● What is required
Within the data that follows, how many lines contain the word "Option"? Reply with only the number.

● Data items
+ + + + + + +
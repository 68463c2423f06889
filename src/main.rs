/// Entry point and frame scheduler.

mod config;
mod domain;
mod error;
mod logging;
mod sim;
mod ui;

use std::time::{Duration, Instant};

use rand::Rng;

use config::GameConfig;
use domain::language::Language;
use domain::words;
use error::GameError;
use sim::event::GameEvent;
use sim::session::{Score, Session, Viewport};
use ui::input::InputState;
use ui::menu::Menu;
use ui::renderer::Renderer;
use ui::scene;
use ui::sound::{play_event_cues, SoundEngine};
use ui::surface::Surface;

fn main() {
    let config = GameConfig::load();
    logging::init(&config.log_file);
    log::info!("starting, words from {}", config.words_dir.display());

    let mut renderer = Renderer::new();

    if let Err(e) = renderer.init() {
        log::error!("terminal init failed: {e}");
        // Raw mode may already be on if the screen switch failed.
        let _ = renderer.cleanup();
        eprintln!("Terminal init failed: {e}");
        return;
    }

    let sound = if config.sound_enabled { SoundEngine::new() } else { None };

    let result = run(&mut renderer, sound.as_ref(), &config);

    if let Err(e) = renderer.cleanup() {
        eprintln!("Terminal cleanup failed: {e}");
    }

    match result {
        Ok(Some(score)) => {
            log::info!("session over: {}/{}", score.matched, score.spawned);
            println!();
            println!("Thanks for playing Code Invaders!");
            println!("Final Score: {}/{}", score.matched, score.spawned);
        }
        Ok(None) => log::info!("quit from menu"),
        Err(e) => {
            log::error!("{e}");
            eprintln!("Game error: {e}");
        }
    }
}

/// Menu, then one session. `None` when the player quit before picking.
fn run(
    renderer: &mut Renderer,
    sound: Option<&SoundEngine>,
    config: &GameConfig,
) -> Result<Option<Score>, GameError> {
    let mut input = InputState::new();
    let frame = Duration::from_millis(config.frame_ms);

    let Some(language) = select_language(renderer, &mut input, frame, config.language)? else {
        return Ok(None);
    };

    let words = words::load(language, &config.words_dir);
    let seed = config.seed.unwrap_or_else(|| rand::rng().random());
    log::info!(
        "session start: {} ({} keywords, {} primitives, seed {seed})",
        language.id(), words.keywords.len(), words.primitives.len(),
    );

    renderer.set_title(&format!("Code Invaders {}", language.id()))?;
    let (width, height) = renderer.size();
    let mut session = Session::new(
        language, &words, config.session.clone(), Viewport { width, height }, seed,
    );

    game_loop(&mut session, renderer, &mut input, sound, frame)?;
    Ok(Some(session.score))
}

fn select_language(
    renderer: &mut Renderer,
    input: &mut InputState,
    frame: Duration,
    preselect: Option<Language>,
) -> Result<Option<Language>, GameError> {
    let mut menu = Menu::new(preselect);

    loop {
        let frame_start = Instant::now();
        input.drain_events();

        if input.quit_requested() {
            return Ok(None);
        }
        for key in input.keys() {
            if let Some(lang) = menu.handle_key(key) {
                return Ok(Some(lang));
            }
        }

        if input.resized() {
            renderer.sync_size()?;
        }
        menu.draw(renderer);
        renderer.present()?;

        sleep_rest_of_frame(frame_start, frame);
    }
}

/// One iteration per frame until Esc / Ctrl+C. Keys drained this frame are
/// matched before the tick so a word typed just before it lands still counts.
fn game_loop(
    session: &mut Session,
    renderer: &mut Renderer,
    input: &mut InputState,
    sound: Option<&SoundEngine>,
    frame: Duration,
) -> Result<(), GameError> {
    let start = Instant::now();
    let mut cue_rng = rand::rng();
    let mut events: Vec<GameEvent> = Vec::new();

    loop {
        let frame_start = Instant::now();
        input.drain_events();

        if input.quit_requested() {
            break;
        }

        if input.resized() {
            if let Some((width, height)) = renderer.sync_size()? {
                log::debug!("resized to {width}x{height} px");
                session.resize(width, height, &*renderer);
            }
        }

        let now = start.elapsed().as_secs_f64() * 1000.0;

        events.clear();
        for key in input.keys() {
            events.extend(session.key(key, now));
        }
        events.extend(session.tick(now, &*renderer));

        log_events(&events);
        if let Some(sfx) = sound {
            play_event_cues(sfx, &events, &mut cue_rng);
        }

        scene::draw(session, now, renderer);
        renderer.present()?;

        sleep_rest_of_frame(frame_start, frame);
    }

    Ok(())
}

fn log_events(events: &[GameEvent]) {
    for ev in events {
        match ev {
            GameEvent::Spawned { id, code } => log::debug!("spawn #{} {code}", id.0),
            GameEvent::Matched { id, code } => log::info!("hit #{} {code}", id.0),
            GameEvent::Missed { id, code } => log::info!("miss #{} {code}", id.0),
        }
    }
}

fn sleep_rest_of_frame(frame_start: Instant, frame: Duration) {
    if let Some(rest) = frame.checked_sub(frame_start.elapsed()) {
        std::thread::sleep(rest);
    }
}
+ + + + + + +
● Expected answer
5